This week we’ve spoken with Erin, a camera-wielding yoga teacher, a traveller, and a wine lover. We spoke to her about her adventures in South Africa and how she found wild Meerkats. If you want to find out more about Erin and her travels, you can find her over at Sol Salute, where she shares her stories.

We’ve spoken briefly about your animal encounters while on the road, which have been your favourite to see in their natural environment and why?

Seeing meerkats in the wild in South Africa was such a unique experience. I’ve always loved meerkats (who doesn’t?) and to watch them wake up before going off the forage for the day was amazing. This particular family (or gang of meerkats) has been slowly exposed to the guides who study their behaviour. They are used to these men’s presence but the men (and tours) never interact. They only observe so the animals are left to live their lives in the most natural way while still contributing to learning more about their behaviours.

How did it make you feel, being able to see wild Meerkat up close in their own home?

The tour group is set up in lawn chairs in a semi-circle only a few meters from the burrow. We were arranged with the sun to our backs, so when the meerkats came up for the day and they faced the sun to warm their bellies, they’d be facing us. Being able to be so close to them was such a great feeling, to see animals in a zoo can be upsetting. But to see them free, living their lives like they’re meant to, nothing can beat that.

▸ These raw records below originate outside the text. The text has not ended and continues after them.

// debug.rs -- names of commands and delta bits for trace output

use std::fmt;

use crate::defs::*;
use crate::protocol::Protocol;

/// Server command names shared by every dialect.
const SVC_STRINGS: [&str; 21] = [
    "svc_bad",
    "svc_muzzleflash",
    "svc_muzzlflash2",
    "svc_temp_entity",
    "svc_layout",
    "svc_inventory",
    "svc_nop",
    "svc_disconnect",
    "svc_reconnect",
    "svc_sound",
    "svc_print",
    "svc_stufftext",
    "svc_serverdata",
    "svc_configstring",
    "svc_spawnbaseline",
    "svc_centerprint",
    "svc_download",
    "svc_playerinfo",
    "svc_packetentities",
    "svc_deltapacketentities",
    "svc_frame",
];

const SVC_R1Q2_STRINGS: &[(u8, &str)] = &[
    (SVC_R1Q2_ZPACKET, "svc_zpacket"),
    (SVC_R1Q2_ZDOWNLOAD, "svc_zdownload"),
    (SVC_R1Q2_SETTING, "svc_setting"),
];

const SVC_Q2PRO_STRINGS: &[(u8, &str)] = &[
    (SVC_R1Q2_ZPACKET, "svc_zpacket"),
    (SVC_R1Q2_ZDOWNLOAD, "svc_zdownload"),
    (SVC_Q2PRO_GAMESTATE, "svc_gamestate"),
    (SVC_R1Q2_SETTING, "svc_setting"),
    (SVC_Q2PRO_CONFIGSTRINGSTREAM, "svc_configstringstream"),
    (SVC_Q2PRO_BASELINESTREAM, "svc_baselinestream"),
];

const SVC_RERELEASE_STRINGS: &[(u8, &str)] = &[
    (SVC_RR_SPLITCLIENT, "svc_splitclient"),
    (SVC_RR_CONFIGBLAST, "svc_configblast"),
    (SVC_RR_SPAWNBASELINEBLAST, "svc_spawnbaselineblast"),
    (SVC_RR_DAMAGE, "svc_damage"),
    (SVC_RR_LOCPRINT, "svc_locprint"),
    (SVC_RR_FOG, "svc_fog"),
    (SVC_RR_POI, "svc_poi"),
    (SVC_RR_HELP_PATH, "svc_help_path"),
    (SVC_RR_MUZZLEFLASH3, "svc_muzzleflash3"),
    (SVC_RR_ACHIEVEMENT, "svc_achievement"),
];

const SVC_Q2REPRO_STRINGS: &[(u8, &str)] = &[
    (SVC_Q2REPRO_ZPACKET, "svc_zpacket"),
    (SVC_Q2REPRO_ZDOWNLOAD, "svc_zdownload"),
    (SVC_Q2REPRO_GAMESTATE, "svc_gamestate"),
    (SVC_Q2REPRO_SETTING, "svc_setting"),
    (SVC_Q2REPRO_CONFIGSTRINGSTREAM, "svc_configstringstream"),
    (SVC_Q2REPRO_BASELINESTREAM, "svc_baselinestream"),
];

const CLC_STRINGS: &[(u8, &str)] = &[
    (CLC_BAD, "clc_bad"),
    (CLC_NOP, "clc_nop"),
    (CLC_MOVE, "clc_move"),
    (CLC_USERINFO, "clc_userinfo"),
    (CLC_STRINGCMD, "clc_stringcmd"),
];

const CLC_EXTENDED_STRINGS: &[(u8, &str)] = &[
    (CLC_R1Q2_SETTING, "clc_setting"),
    (CLC_Q2PRO_MOVE_NODELTA, "clc_move_nodelta"),
    (CLC_Q2PRO_MOVE_BATCHED, "clc_move_batched"),
    (CLC_Q2PRO_USERINFO_DELTA, "clc_userinfo_delta"),
];

fn lookup(tables: &[&[(u8, &'static str)]], command: u8) -> Option<&'static str> {
    tables
        .iter()
        .flat_map(|table| table.iter())
        .find(|(cmd, _)| *cmd == command)
        .map(|(_, name)| *name)
}

/// Name of a server command byte in `protocol`.
pub fn svc_name(protocol: Protocol, command: u8) -> &'static str {
    let extensions: &[&[(u8, &str)]] = match protocol {
        Protocol::OldDemo | Protocol::Vanilla => &[],
        Protocol::R1q2 => &[SVC_R1Q2_STRINGS],
        Protocol::Q2pro
        | Protocol::Q2proExtendedDemo
        | Protocol::Q2proExtendedV2Demo
        | Protocol::Q2proExtendedDemoPlayerfog => &[SVC_Q2PRO_STRINGS],
        Protocol::Q2repro => &[SVC_RERELEASE_STRINGS, SVC_Q2REPRO_STRINGS],
        Protocol::KexDemos | Protocol::Kex => &[SVC_RERELEASE_STRINGS],
    };
    match lookup(extensions, command) {
        Some(name) => name,
        None => SVC_STRINGS.get(command as usize).copied().unwrap_or("svc_unknown"),
    }
}

/// Name of a client command byte in `protocol`.
pub fn clc_name(protocol: Protocol, command: u8) -> &'static str {
    let tables: &[&[(u8, &str)]] = match protocol {
        Protocol::OldDemo | Protocol::Vanilla | Protocol::KexDemos | Protocol::Kex => &[CLC_STRINGS],
        _ => &[CLC_STRINGS, CLC_EXTENDED_STRINGS],
    };
    lookup(tables, command).unwrap_or("clc_unknown")
}

const ENTITY_BITS: &[(u64, &str)] = &[
    (U_ORIGIN1, "U_ORIGIN1"),
    (U_ORIGIN2, "U_ORIGIN2"),
    (U_ORIGIN3, "U_ORIGIN3"),
    (U_ANGLE1, "U_ANGLE1"),
    (U_ANGLE2, "U_ANGLE2"),
    (U_ANGLE3, "U_ANGLE3"),
    (U_ANGLE16, "U_ANGLE16"),
    (U_FRAME8, "U_FRAME8"),
    (U_FRAME16, "U_FRAME16"),
    (U_EVENT, "U_EVENT"),
    (U_REMOVE, "U_REMOVE"),
    (U_NUMBER16, "U_NUMBER16"),
    (U_MODEL, "U_MODEL"),
    (U_MODEL2, "U_MODEL2"),
    (U_MODEL3, "U_MODEL3"),
    (U_MODEL4, "U_MODEL4"),
    (U_MODEL16, "U_MODEL16"),
    (U_RENDERFX8, "U_RENDERFX8"),
    (U_RENDERFX16, "U_RENDERFX16"),
    (U_EFFECTS8, "U_EFFECTS8"),
    (U_EFFECTS16, "U_EFFECTS16"),
    (U_SKIN8, "U_SKIN8"),
    (U_SKIN16, "U_SKIN16"),
    (U_OLDORIGIN, "U_OLDORIGIN"),
    (U_SOUND, "U_SOUND"),
    (U_SOLID, "U_SOLID"),
    (U_MOREFX8, "U_MOREFX8"),
    (U_ALPHA, "U_ALPHA"),
    (U_SCALE, "U_SCALE"),
    (U_MOREFX16, "U_MOREFX16"),
    (U_KEX_OWNER, "U_OWNER"),
    (U_KEX_OLDFRAME, "U_OLDFRAME"),
];

const PLAYER_BITS: &[(u32, &str)] = &[
    (PS_M_TYPE, "PS_M_TYPE"),
    (PS_M_ORIGIN, "PS_M_ORIGIN"),
    (PS_M_VELOCITY, "PS_M_VELOCITY"),
    (PS_M_TIME, "PS_M_TIME"),
    (PS_M_FLAGS, "PS_M_FLAGS"),
    (PS_M_GRAVITY, "PS_M_GRAVITY"),
    (PS_M_DELTA_ANGLES, "PS_M_DELTA_ANGLES"),
    (PS_VIEWOFFSET, "PS_VIEWOFFSET"),
    (PS_VIEWANGLES, "PS_VIEWANGLES"),
    (PS_KICKANGLES, "PS_KICKANGLES"),
    (PS_BLEND, "PS_BLEND"),
    (PS_FOV, "PS_FOV"),
    (PS_WEAPONINDEX, "PS_WEAPONINDEX"),
    (PS_WEAPONFRAME, "PS_WEAPONFRAME"),
    (PS_RDFLAGS, "PS_RDFLAGS"),
    (PS_MOREBITS, "PS_MOREBITS"),
    (PS_Q2PRO_PLAYERFOG, "PS_PLAYERFOG"),
    (PS_KEX_TEAM_ID, "PS_TEAM_ID"),
];

fn write_flags<T>(f: &mut fmt::Formatter<'_>, bits: T, names: &[(T, &str)]) -> fmt::Result
where
    T: Copy + PartialEq + Default + std::ops::BitAnd<Output = T>,
{
    let mut first = true;
    for &(bit, name) in names {
        if bits & bit != T::default() {
            if !first {
                f.write_str("|")?;
            }
            f.write_str(name)?;
            first = false;
        }
    }
    if first {
        f.write_str("0")?;
    }
    Ok(())
}

/// Entity delta bits, rendered as `U_MODEL|U_ORIGIN1`.
#[derive(Clone, Copy, Debug, PartialEq, Eq)]
pub struct EntityBits(pub u64);

impl fmt::Display for EntityBits {
    fn fmt(&self, f: &mut fmt::Formatter<'_>) -> fmt::Result {
        write_flags(f, self.0, ENTITY_BITS)
    }
}

/// Player state delta bits, rendered as `PS_M_ORIGIN|PS_FOV`.
#[derive(Clone, Copy, Debug, PartialEq, Eq)]
pub struct PlayerBits(pub u32);

impl fmt::Display for PlayerBits {
    fn fmt(&self, f: &mut fmt::Formatter<'_>) -> fmt::Result {
        write_flags(f, self.0, PLAYER_BITS)
    }
}

#[cfg(test)]
mod tests {
    use super::*;

    #[test]
    fn test_svc_names_per_dialect() {
        assert_eq!(svc_name(Protocol::Vanilla, SVC_FRAME), "svc_frame");
        assert_eq!(svc_name(Protocol::Vanilla, SVC_R1Q2_ZPACKET), "svc_unknown");
        assert_eq!(svc_name(Protocol::R1q2, SVC_R1Q2_ZPACKET), "svc_zpacket");
        assert_eq!(svc_name(Protocol::Q2pro, SVC_Q2PRO_GAMESTATE), "svc_gamestate");
        assert_eq!(svc_name(Protocol::Kex, SVC_RR_CONFIGBLAST), "svc_configblast");
        assert_eq!(svc_name(Protocol::Q2repro, SVC_Q2REPRO_ZPACKET), "svc_zpacket");
        assert_eq!(svc_name(Protocol::Q2repro, SVC_RR_FOG), "svc_fog");
    }

    #[test]
    fn test_clc_names() {
        assert_eq!(clc_name(Protocol::Vanilla, CLC_MOVE), "clc_move");
        assert_eq!(clc_name(Protocol::Vanilla, CLC_Q2PRO_MOVE_BATCHED), "clc_unknown");
        assert_eq!(clc_name(Protocol::Q2pro, CLC_Q2PRO_MOVE_BATCHED), "clc_move_batched");
    }

    #[test]
    fn test_bits_display() {
        assert_eq!(EntityBits(U_MODEL | U_ORIGIN1).to_string(), "U_ORIGIN1|U_MODEL");
        assert_eq!(EntityBits(0).to_string(), "0");
        assert_eq!(PlayerBits(PS_M_ORIGIN | PS_FOV).to_string(), "PS_M_ORIGIN|PS_FOV");
    }
}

Did you experience this encounter with a tour? What made you choose that particular company?

Yes, the only way to see meerkats in the wild is with a tour, and this tour (Meerkat Adventures in Oudtshoorn) is the only tour that doesn’t interfere with the animals in any way. This was the main selling point for me.

Had you seen them before in a zoo/sanctuary? How did it compare?

I have seen them in a zoo and it doesn’t even compare. Seeing animals in the confinements of a zoo is more upsetting to me than exciting. The days where a zoo was necessary to see wild animals are far in the past. We have television, the internet and travel is much more accessible. There is no longer any need to cage these beasts for our entertainment.

Animal tourism has become a big thing over the years. Have you had any experiences that looking back on, you feel weren’t very ethical, you perhaps wouldn’t do again or any that you wouldn’t recommend to other, what was it and why?

Most of my experiences that I would take back if I could, were from when I was a child, but we didn’t know any better 30 years ago. Should we have? Probably. I know that my children will never visit a zoo or Sea World, all we can do is focus on the future.

What advice would you give other travellers looking to see Meerkat in the wild for themselves?

Do your research. Make sure and triple check that the tour you’re booking really is ethical. Where there’s a demand for tourism, there will be people trying to take advantage. Make sure that the guides are treating the animals properly and not exploiting them.

Do you have any advice on being an ethical traveller?

Take nothing but memories. Leave nothing but footprints.

Erin has a great post that goes into more detail about her day with the meerkats, or you can catch up with her via Facebook or Instagram.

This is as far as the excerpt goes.